The Challenges for Growth in South Africa

June 29, 2012

The journey from apartheid to democracy in South Africa has taken place to a large extent in a peaceful manner. Nelson Mandela’s vision of a “rainbow nation” - a peaceful coexistence of people of all skin color - is still the foundation of South Africa’s economic and social development.

Even though South Africa’s economic power and political stability contribute to peace, safety and development in the entire region, many challenges remain:

  • Political infighting and uncertainty have created a policy drift and hampered the ability to execute the plan.
  • Policy drift: There is no consensus on whether or not to insulate state-owned enterprises from political interference, on whether or not to expropriate large landholdings by white farmers, or to re-nationalize or privatize the mines. 
  • Mining industry is in long term structural decline: from 21% of GDP in the 70s to only 6% now; mining employment has fallen from 700,000 in the 90s to only 150,000 today. Mining output is again down for the 3rd successive quarter. In addition, output has yet to return to pre-global crisis levels and stuck at around 3% versus the 5.5% + growth in labor need to generate jobs to dramatically reduce unemployment.
  • Mounting unemployment especially of youth—only 12% of South Africans under age 25 have formal jobs; 27% unemployment nation wide.
  • Business challenges, including widespread skills shortages, high crime rates, stricter consumer protection laws and the need to comply with black economic empowerment laws
  • Climate change:  Due to its large-scale utilization of coal to generate electricity, South Africa ranks among the largest CO2-emitters worldwide (ranking 11 absolute).   Adapting to the realities of a changing world presents a real challenge for the nation.
  • Managing Chronic Disease: SA is home to less than 1% of the world’s population but nearly 20% of all HIV/AIDS sufferers. So far, nearly 3 m have died. 6 m are living with the disease among the 50 m people living in South Africa. And it falls disproportionately on women and girls. South Africa also has one of the highest rates of TB infection in the world. 40% of the world’s TB cases are in SA. Such chronic diseases are imposing a huge cost in economic as well as human terms. that in 2003–07, South African GDP was about 15 percent smaller, and GDP per capita about 4.5 percent smaller than the levels that the economy would have attained without the impacts of HIV/AIDS.  This is the space Africare has been working in, very effectively for the past 8 years in the Eastern Cape.
  • Mounting budgetary pressures limit the government’s degrees of freedom to act on social challenges.
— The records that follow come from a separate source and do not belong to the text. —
//! URL normalization and extraction.

use crate::core::error::DomainError;
use regex::Regex;
use std::sync::LazyLock;
use url::{Host, Url};

static URL_PATTERN: LazyLock<Regex> = LazyLock::new(|| {
    Regex::new(r#"https?://[^\s<>"'\)\]]+"#).expect("URL pattern is valid")
});

/// Normalize a URL so that equivalent spellings share one cache key.
///
/// - a missing scheme defaults to `https`
/// - scheme and host are lower-cased, `.` and `..` path segments resolved
/// - the fragment is dropped
/// - default ports (`:80` for http, `:443` for https) are dropped
/// - a trailing slash on a non-root path is dropped; an empty path becomes `/`
///
/// Path and query keep their case and order. The host must be an IP address,
/// `localhost`, or a dotted domain name.
pub fn normalize_url(raw: &str) -> Result<String, DomainError> {
    let trimmed = raw.trim();
    let invalid = || DomainError::InvalidUrl(raw.to_string());

    let with_scheme = match trimmed.split_once("://") {
        Some((_, rest)) if rest.starts_with('/') => return Err(invalid()),
        Some(_) => trimmed.to_string(),
        None => format!("https://{trimmed}"),
    };
    let mut url = Url::parse(&with_scheme).map_err(|_| invalid())?;

    if !matches!(url.scheme(), "http" | "https") {
        return Err(invalid());
    }
    match url.host() {
        Some(Host::Ipv4(_) | Host::Ipv6(_)) => {}
        Some(Host::Domain(domain)) if is_domain_name(domain) => {}
        _ => return Err(invalid()),
    }

    url.set_fragment(None);
    if url.query() == Some("") {
        url.set_query(None);
    }
    let path = url.path().trim_end_matches('/').to_string();
    if path.is_empty() {
        url.set_path("/");
    } else if path != url.path() {
        url.set_path(&path);
    }
    Ok(url.to_string())
}

fn is_domain_name(domain: &str) -> bool {
    if domain == "localhost" {
        return true;
    }
    let labels: Vec<&str> = domain.split('.').collect();
    labels.len() > 1
        && labels.iter().all(|label| {
            !label.is_empty()
                && !label.starts_with('-')
                && !label.ends_with('-')
                && label.chars().all(|c| c.is_ascii_alphanumeric() || c == '-' || c == '_')
        })
}

/// Extract every `http(s)://` URL from free text, in order of appearance.
///
/// Trailing sentence punctuation is not part of the URL.
pub fn extract_urls(text: &str) -> Vec<String> {
    URL_PATTERN
        .find_iter(text)
        .map(|m| m.as_str().trim_end_matches(['.', ',', ';', ':', '!', '?']))
        .filter(|url| !url.is_empty())
        .map(str::to_string)
        .collect()
}
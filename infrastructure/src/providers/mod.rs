//! Completion providers implementing the `CompletionGateway` port.

pub mod openai;

pub use openai::{OpenAiCompletionGateway, OpenAiSettings};
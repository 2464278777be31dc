//! Infrastructure layer for agent-thinker
//!
//! This crate contains adapters that implement the ports defined in the
//! application layer: the OpenAI completion gateway, HTTP clients for the
//! search and scrape services, page caches, run transcripts, and
//! configuration file loading.

pub mod cache;
pub mod config;
pub mod logging;
pub mod providers;
pub mod services;

// Re-export commonly used types
pub use cache::{FilePageCache, InMemoryPageCache};
pub use config::{CacheBackend, ConfigLoader, FileConfig};
pub use logging::JsonlTranscriptLogger;
pub use providers::{OpenAiCompletionGateway, OpenAiSettings};
pub use services::{
    DirectFetcher, DisabledSearch, HttpScrapeService, HttpSearchService, html_to_text,
};
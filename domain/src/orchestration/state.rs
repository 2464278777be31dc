//! Mutable state of one research run.

use super::outcome::{ResearchReport, RunError, RunErrorKind, RunOutcome};
use super::phase::RunPhase;
use crate::core::error::DomainError;
use crate::task::TaskQueue;
use crate::validation::ValidationResult;

/// State of a single run, owned and mutated only by the orchestrator.
#[derive(Debug, Clone)]
pub struct RunState {
    phase: RunPhase,
    history: Vec<RunPhase>,
    queue: TaskQueue,
    objective: Option<String>,
    rounds: u32,
    summary: Option<String>,
    possibly_incomplete: bool,
    validation: Option<ValidationResult>,
    validation_error: Option<String>,
    error: Option<RunError>,
    outcome: Option<RunOutcome>,
}

impl Default for RunState {
    fn default() -> Self {
        Self::new()
    }
}

impl RunState {
    pub fn new() -> Self {
        Self {
            phase: RunPhase::Planning,
            history: vec![RunPhase::Planning],
            queue: TaskQueue::new(),
            objective: None,
            rounds: 0,
            summary: None,
            possibly_incomplete: false,
            validation: None,
            validation_error: None,
            error: None,
            outcome: None,
        }
    }

    pub fn phase(&self) -> RunPhase {
        self.phase
    }

    /// Every phase the run has been in, starting with `Planning`
    pub fn history(&self) -> &[RunPhase] {
        &self.history
    }

    pub fn queue(&self) -> &TaskQueue {
        &self.queue
    }

    pub fn queue_mut(&mut self) -> &mut TaskQueue {
        &mut self.queue
    }

    pub fn objective(&self) -> Option<&str> {
        self.objective.as_deref()
    }

    pub fn set_objective(&mut self, objective: impl Into<String>) {
        self.objective = Some(objective.into());
    }

    pub fn rounds(&self) -> u32 {
        self.rounds
    }

    /// Start the next retrieving -> synthesizing round and return its number.
    pub fn begin_round(&mut self) -> u32 {
        self.rounds += 1;
        self.rounds
    }

    pub fn summary(&self) -> Option<&str> {
        self.summary.as_deref()
    }

    pub fn set_summary(&mut self, summary: impl Into<String>) {
        self.summary = Some(summary.into());
    }

    pub fn possibly_incomplete(&self) -> bool {
        self.possibly_incomplete
    }

    pub fn mark_possibly_incomplete(&mut self) {
        self.possibly_incomplete = true;
    }

    pub fn validation(&self) -> Option<&ValidationResult> {
        self.validation.as_ref()
    }

    pub fn set_validation(&mut self, result: ValidationResult) {
        self.validation = Some(result);
    }

    pub fn set_validation_error(&mut self, error: impl Into<String>) {
        self.validation_error = Some(error.into());
    }

    pub fn error(&self) -> Option<&RunError> {
        self.error.as_ref()
    }

    pub fn outcome(&self) -> Option<&RunOutcome> {
        self.outcome.as_ref()
    }

    pub fn transition(&mut self, next: RunPhase) -> Result<(), DomainError> {
        if !self.phase.can_transition_to(next) {
            return Err(DomainError::InvalidPhaseTransition {
                from: self.phase.as_str().to_string(),
                to: next.as_str().to_string(),
            });
        }
        self.phase = next;
        self.history.push(next);
        Ok(())
    }

    /// Record a fatal error and move to `Failed`.
    ///
    /// Ignored once the run is terminal, so the first recorded error wins.
    pub fn fail(&mut self, error: RunError) {
        if self.transition(RunPhase::Failed).is_ok() {
            self.error = Some(error);
        }
    }

    /// Finish a simple request.
    pub fn finish_direct(&mut self, text: impl Into<String>) -> Result<(), DomainError> {
        self.transition(RunPhase::Done)?;
        self.outcome = Some(RunOutcome::DirectAnswer { text: text.into() });
        Ok(())
    }

    /// Stop and hand clarification questions back to the caller.
    pub fn await_user(&mut self, questions: Vec<String>) -> Result<(), DomainError> {
        self.transition(RunPhase::AwaitingUser)?;
        self.outcome = Some(RunOutcome::Clarification { questions });
        Ok(())
    }

    /// Finish a research run with a report built from the accumulated state.
    pub fn finish_report(&mut self) -> Result<(), DomainError> {
        self.transition(RunPhase::Done)?;
        let report = ResearchReport {
            objective: self.objective.clone().unwrap_or_default(),
            summary: self.summary.clone().unwrap_or_default(),
            validation: self.validation.clone(),
            validation_error: self.validation_error.clone(),
            possibly_incomplete: self.possibly_incomplete,
            rounds: self.rounds,
            evidence: self.queue.evidence(),
            tasks: self.queue.tasks().to_vec(),
        };
        self.outcome = Some(RunOutcome::Report(report));
        Ok(())
    }

    /// Either the outcome of the run or the structured error that ended it.
    pub fn into_result(self) -> Result<RunOutcome, RunError> {
        if let Some(error) = self.error {
            return Err(error);
        }
        self.outcome.ok_or_else(|| {
            RunError::new(
                RunErrorKind::InvalidTransition,
                format!("run stopped in phase {} without an outcome", self.phase.as_str()),
            )
        })
    }
}
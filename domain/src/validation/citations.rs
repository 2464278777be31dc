//! Local citation checks on a summary.
//!
//! Summaries cite evidence with bracketed numbers (`[1]`, `[2, 3]`) and end
//! with a numbered source list under a `Sources:` or `References:` header.

use regex::Regex;
use serde::{Deserialize, Serialize};
use std::collections::{BTreeMap, BTreeSet};
use std::sync::LazyLock;

static CITATION: LazyLock<Regex> =
    LazyLock::new(|| Regex::new(r"\[(\d+(?:\s*,\s*\d+)*)\]").expect("citation pattern is valid"));

static SOURCES_HEADER: LazyLock<Regex> = LazyLock::new(|| {
    Regex::new(r"(?im)^\s*(?:#+\s*)?\**(?:sources|references)\**\s*:?\s*\**\s*$")
        .expect("sources header pattern is valid")
});

static SOURCE_ENTRY: LazyLock<Regex> = LazyLock::new(|| {
    Regex::new(r"^\s*(?:[-*]\s*)?\[?(\d+)[\].):]\s*(.+?)\s*$").expect("source entry pattern is valid")
});

/// Citations found in a summary and the sources it lists
#[derive(Debug, Clone, Default, PartialEq, Eq, Serialize, Deserialize)]
pub struct CitationReport {
    /// Citation numbers used in the body
    pub cited: BTreeSet<u32>,
    /// Numbered entries of the source list
    pub sources: BTreeMap<u32, String>,
}

impl CitationReport {
    /// Cited numbers without a matching source entry.
    ///
    /// When the summary has no source list at all there is nothing to check
    /// against, so nothing is reported.
    pub fn missing_sources(&self) -> Vec<u32> {
        if self.sources.is_empty() {
            return Vec::new();
        }
        self.cited
            .iter()
            .filter(|n| !self.sources.contains_key(n))
            .copied()
            .collect()
    }

    pub fn has_citations(&self) -> bool {
        !self.cited.is_empty()
    }
}

/// Collect the citations and the numbered source list of a summary.
pub fn extract_citations(summary: &str) -> CitationReport {
    let (body, source_list) = match SOURCES_HEADER.find(summary) {
        Some(header) => (&summary[..header.start()], Some(&summary[header.end()..])),
        None => (summary, None),
    };

    let mut report = CitationReport::default();
    for captures in CITATION.captures_iter(body) {
        report.cited.extend(
            captures[1]
                .split(',')
                .filter_map(|n| n.trim().parse::<u32>().ok()),
        );
    }

    if let Some(list) = source_list {
        for line in list.lines() {
            if let Some(captures) = SOURCE_ENTRY.captures(line)
                && let Ok(number) = captures[1].parse::<u32>()
            {
                report.sources.insert(number, captures[2].to_string());
            }
        }
    }

    report
}
//! JSONL file writer for run events.
//!
//! Each [`ConversationEvent`] becomes one JSON line carrying `type`, `seq`
//! and `timestamp` next to the event payload. Several runs of one chat
//! session append to the same file; `seq` restarts per logger.

use chrono::{DateTime, SecondsFormat, Utc};
use serde_json::{Map, Value};
use std::fs::{File, OpenOptions};
use std::io::{BufWriter, Write};
use std::path::{Path, PathBuf};
use std::sync::Mutex;
use thinker_application::ports::conversation_logger::{ConversationEvent, ConversationLogger};
use tracing::warn;

struct Sink {
    writer: BufWriter<File>,
    seq: u64,
}

pub struct JsonlTranscriptLogger {
    sink: Mutex<Sink>,
    path: PathBuf,
}

impl JsonlTranscriptLogger {
    /// Open `path` for appending, creating it and its parent directories.
    ///
    /// Returns `None` (after a warning) when the file cannot be opened; the
    /// caller then runs without a transcript.
    pub fn open(path: impl AsRef<Path>) -> Option<Self> {
        let path = path.as_ref();

        if let Some(parent) = path.parent()
            && !parent.as_os_str().is_empty()
            && let Err(e) = std::fs::create_dir_all(parent)
        {
            warn!(
                "Could not create transcript directory {}: {}",
                parent.display(),
                e
            );
            return None;
        }

        let file = match OpenOptions::new().create(true).append(true).open(path) {
            Ok(f) => f,
            Err(e) => {
                warn!("Could not open transcript {}: {}", path.display(), e);
                return None;
            }
        };

        Some(Self {
            sink: Mutex::new(Sink {
                writer: BufWriter::new(file),
                seq: 0,
            }),
            path: path.to_path_buf(),
        })
    }

    /// Open a fresh transcript named after `started` inside `dir`.
    pub fn in_dir(dir: impl AsRef<Path>, started: DateTime<Utc>) -> Option<Self> {
        let name = format!("run-{}.jsonl", started.format("%Y%m%d-%H%M%S"));
        Self::open(dir.as_ref().join(name))
    }

    pub fn path(&self) -> &Path {
        &self.path
    }
}

fn record(event: ConversationEvent, seq: u64) -> Value {
    let timestamp = Utc::now().to_rfc3339_opts(SecondsFormat::Millis, true);
    let mut map = match event.payload {
        Value::Object(map) => map,
        Value::Null => Map::new(),
        other => {
            let mut map = Map::new();
            map.insert("data".to_string(), other);
            map
        }
    };
    map.insert("type".to_string(), Value::from(event.event_type));
    map.insert("seq".to_string(), Value::from(seq));
    map.insert("timestamp".to_string(), Value::from(timestamp));
    Value::Object(map)
}

impl ConversationLogger for JsonlTranscriptLogger {
    fn log(&self, event: ConversationEvent) {
        let Ok(mut sink) = self.sink.lock() else {
            return;
        };
        sink.seq += 1;
        let line = match serde_json::to_string(&record(event, sink.seq)) {
            Ok(line) => line,
            Err(e) => {
                warn!("Dropping transcript event: {}", e);
                return;
            }
        };
        // Flushed per line so an interrupted run still leaves a readable transcript
        if writeln!(sink.writer, "{}", line)
            .and_then(|_| sink.writer.flush())
            .is_err()
        {
            warn!("Failed to write transcript {}", self.path.display());
        }
    }
}

impl Drop for JsonlTranscriptLogger {
    fn drop(&mut self) {
        if let Ok(mut sink) = self.sink.lock() {
            let _ = sink.writer.flush();
        }
    }
}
The good news regarding South Africa:

South Africa’s 7 Great Fundamentals!

  • A strong macroeconomic policy framework will continue to support a stable sovereign debt rating--but rising public debt—fueled by sustained pressure on the government to step up public spending—will weigh on sovereign risk.
  • South Africa’s inflation rate fell to an eight-month low, giving the central bank more room to cut borrowing costs to boost growth.
  • A relatively stable currency:  After a big slide last year, the Rand has managed to be stable and is supported by fairly robust investment inflows.
  • A sound banking system, supported by strong regulation.  
  • A highly diversified export base: gold, diamonds, platinum, other metals and minerals, machinery and equipment plus agricultural exports of South Africa including edible fruit and nuts, beverages, preserved food, tobacco, cereals, and wool.
  • Globally competitive: Over the last several years South Africa has been steadily climbing up the Global Competitiveness Index and now is number 50 right behind its fellow BRIC countries (Brazil 46; Russia 48; India 35;and China 19)
  • A terrific National Development Plan! It hits all the right notes: the focus on jobs, on improving education, training and healthcare, expanding infrastructure, and fighting corruption, by creating virtuous circles involving communities, youth, workers and the private sector with each other and a more capable state to eliminate poverty and sharply reducing inequality by 2030.

South Africa has made some extraordinary strides since the end of Apartheid and now stands as an essential part of the future of Africa.  Getting the correct mix of policy and implementation is vital -- not just for South Africa’s sake but also for its neighbors and indeed the rest of Africa.  Because, what we know is that a 1 percentage point increase in South African economic growth is correlated with a ½–¾ percentage point increase in growth in the rest of Africa.